DIRECTIONS FOR THIS TASK: All lines in the records that carry the string "risky" are to be shown.

SOURCE MATERIAL:
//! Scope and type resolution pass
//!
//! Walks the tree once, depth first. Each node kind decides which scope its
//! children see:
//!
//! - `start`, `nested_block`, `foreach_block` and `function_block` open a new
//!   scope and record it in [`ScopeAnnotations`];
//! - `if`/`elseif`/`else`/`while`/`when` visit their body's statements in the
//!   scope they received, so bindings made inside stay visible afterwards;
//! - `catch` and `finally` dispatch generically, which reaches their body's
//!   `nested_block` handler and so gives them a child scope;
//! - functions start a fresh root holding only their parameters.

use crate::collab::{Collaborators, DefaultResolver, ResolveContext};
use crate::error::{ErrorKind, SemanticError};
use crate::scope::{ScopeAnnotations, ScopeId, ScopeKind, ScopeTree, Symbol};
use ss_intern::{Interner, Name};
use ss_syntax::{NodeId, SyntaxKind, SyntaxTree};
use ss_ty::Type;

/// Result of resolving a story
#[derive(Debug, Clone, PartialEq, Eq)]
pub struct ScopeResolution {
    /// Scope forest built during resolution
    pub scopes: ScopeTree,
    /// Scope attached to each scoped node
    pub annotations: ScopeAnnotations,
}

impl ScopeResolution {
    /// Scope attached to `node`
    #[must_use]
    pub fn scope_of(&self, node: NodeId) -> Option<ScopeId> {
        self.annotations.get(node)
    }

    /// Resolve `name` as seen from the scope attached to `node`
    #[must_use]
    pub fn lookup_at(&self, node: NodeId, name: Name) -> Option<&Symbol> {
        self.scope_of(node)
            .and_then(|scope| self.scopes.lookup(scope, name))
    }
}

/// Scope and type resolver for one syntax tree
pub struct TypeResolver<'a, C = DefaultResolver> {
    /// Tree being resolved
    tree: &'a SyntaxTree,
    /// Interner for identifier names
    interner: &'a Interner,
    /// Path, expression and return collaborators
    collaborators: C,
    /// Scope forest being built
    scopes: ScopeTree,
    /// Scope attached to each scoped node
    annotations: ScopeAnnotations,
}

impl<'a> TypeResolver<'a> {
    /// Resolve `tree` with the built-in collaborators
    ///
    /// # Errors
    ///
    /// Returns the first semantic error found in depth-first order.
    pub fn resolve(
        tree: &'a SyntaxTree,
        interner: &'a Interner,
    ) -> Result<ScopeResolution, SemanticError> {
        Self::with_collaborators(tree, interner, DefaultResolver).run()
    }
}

* * *

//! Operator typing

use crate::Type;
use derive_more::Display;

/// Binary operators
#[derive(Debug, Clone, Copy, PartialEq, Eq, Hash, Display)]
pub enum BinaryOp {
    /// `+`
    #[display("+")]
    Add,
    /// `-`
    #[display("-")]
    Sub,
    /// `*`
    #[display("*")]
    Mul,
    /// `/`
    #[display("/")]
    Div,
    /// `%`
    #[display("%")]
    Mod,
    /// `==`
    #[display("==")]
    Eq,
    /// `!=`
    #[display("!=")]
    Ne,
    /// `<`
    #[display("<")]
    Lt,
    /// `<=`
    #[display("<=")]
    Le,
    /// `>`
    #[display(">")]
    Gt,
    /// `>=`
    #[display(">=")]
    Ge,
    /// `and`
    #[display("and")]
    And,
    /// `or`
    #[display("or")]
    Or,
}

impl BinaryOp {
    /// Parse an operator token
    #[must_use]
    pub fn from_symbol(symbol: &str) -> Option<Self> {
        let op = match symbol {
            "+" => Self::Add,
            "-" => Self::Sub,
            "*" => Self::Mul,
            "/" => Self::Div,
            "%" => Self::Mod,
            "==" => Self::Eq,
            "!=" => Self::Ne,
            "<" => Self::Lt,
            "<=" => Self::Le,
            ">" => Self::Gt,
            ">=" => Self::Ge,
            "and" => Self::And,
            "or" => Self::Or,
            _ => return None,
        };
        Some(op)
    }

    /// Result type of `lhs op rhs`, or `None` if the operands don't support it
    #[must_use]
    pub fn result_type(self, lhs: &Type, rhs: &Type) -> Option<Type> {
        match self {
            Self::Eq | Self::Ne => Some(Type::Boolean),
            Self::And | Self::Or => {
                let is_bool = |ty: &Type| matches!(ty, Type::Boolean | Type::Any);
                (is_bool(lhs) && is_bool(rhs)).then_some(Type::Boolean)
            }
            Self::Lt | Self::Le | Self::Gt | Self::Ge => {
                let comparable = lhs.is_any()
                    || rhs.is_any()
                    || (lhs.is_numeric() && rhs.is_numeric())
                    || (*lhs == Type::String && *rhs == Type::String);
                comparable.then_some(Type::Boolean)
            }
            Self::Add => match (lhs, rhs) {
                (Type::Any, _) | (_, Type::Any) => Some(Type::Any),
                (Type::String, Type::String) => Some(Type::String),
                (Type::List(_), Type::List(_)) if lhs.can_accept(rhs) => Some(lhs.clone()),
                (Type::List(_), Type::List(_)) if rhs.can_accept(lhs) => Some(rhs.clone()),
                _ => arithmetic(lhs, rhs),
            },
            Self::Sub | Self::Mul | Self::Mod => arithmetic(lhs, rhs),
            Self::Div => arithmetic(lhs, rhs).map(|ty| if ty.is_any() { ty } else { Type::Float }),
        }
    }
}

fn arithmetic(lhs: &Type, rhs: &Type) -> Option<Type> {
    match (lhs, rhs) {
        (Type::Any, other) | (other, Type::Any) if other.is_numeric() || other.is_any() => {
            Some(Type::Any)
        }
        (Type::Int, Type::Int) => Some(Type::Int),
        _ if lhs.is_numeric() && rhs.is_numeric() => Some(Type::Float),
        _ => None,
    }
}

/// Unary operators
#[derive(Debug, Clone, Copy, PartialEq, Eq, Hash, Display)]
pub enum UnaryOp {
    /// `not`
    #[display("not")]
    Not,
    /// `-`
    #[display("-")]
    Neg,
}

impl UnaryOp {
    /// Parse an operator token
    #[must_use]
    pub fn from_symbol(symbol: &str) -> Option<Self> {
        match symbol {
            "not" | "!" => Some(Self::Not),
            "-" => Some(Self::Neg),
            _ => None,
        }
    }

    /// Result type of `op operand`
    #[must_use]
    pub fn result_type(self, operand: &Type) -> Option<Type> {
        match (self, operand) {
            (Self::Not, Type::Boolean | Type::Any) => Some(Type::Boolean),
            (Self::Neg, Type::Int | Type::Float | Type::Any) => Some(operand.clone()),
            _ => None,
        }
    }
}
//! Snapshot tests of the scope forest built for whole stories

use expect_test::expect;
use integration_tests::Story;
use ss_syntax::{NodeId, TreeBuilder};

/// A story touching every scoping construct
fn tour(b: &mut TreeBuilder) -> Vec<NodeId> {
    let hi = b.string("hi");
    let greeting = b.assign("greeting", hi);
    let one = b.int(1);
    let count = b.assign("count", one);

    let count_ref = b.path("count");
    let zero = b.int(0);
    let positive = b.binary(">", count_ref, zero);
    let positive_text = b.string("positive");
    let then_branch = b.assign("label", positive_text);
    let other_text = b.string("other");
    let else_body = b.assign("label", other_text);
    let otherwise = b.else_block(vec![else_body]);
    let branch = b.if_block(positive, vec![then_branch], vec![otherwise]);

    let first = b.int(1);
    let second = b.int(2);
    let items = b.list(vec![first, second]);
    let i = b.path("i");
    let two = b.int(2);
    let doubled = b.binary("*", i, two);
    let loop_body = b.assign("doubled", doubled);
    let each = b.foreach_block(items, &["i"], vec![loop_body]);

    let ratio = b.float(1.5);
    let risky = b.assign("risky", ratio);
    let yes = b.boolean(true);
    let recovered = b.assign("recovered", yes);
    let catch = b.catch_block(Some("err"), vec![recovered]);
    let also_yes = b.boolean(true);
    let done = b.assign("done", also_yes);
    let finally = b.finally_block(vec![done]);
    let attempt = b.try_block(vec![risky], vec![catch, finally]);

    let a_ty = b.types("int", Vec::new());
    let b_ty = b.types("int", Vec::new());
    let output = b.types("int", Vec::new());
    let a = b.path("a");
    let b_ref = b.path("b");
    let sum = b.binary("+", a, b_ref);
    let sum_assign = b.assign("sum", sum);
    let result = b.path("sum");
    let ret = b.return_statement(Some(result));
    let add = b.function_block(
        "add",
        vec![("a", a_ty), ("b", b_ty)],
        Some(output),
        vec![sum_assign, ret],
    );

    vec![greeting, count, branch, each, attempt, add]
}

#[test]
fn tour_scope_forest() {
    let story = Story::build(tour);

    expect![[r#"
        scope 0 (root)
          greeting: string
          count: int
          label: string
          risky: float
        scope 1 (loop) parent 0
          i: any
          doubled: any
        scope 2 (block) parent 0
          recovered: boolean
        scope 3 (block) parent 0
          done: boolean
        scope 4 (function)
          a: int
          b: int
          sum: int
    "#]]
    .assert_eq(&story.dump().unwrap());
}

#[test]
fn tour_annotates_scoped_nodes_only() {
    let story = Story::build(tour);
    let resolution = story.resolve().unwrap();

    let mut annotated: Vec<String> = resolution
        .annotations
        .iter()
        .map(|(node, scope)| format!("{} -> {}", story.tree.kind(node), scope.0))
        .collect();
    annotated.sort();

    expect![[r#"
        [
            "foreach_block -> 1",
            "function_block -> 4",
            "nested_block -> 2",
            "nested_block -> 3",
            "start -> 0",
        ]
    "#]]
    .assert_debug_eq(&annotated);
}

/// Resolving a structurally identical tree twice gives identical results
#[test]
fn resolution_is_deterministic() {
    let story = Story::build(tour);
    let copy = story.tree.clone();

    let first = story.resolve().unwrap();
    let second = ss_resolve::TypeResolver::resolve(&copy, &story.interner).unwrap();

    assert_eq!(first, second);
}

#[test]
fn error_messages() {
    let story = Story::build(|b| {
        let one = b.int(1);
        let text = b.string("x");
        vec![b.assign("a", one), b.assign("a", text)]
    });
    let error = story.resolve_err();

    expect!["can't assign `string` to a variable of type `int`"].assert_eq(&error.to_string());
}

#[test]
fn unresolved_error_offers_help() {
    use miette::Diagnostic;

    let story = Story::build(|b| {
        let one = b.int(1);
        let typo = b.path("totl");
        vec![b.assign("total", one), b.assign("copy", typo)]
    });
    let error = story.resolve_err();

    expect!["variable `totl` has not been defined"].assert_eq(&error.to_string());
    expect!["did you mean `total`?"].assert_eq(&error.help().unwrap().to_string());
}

TASK RESPONSE:
    let risky = b.assign("risky", ratio);
    let attempt = b.try_block(vec![risky], vec![catch, finally]);
          risky: float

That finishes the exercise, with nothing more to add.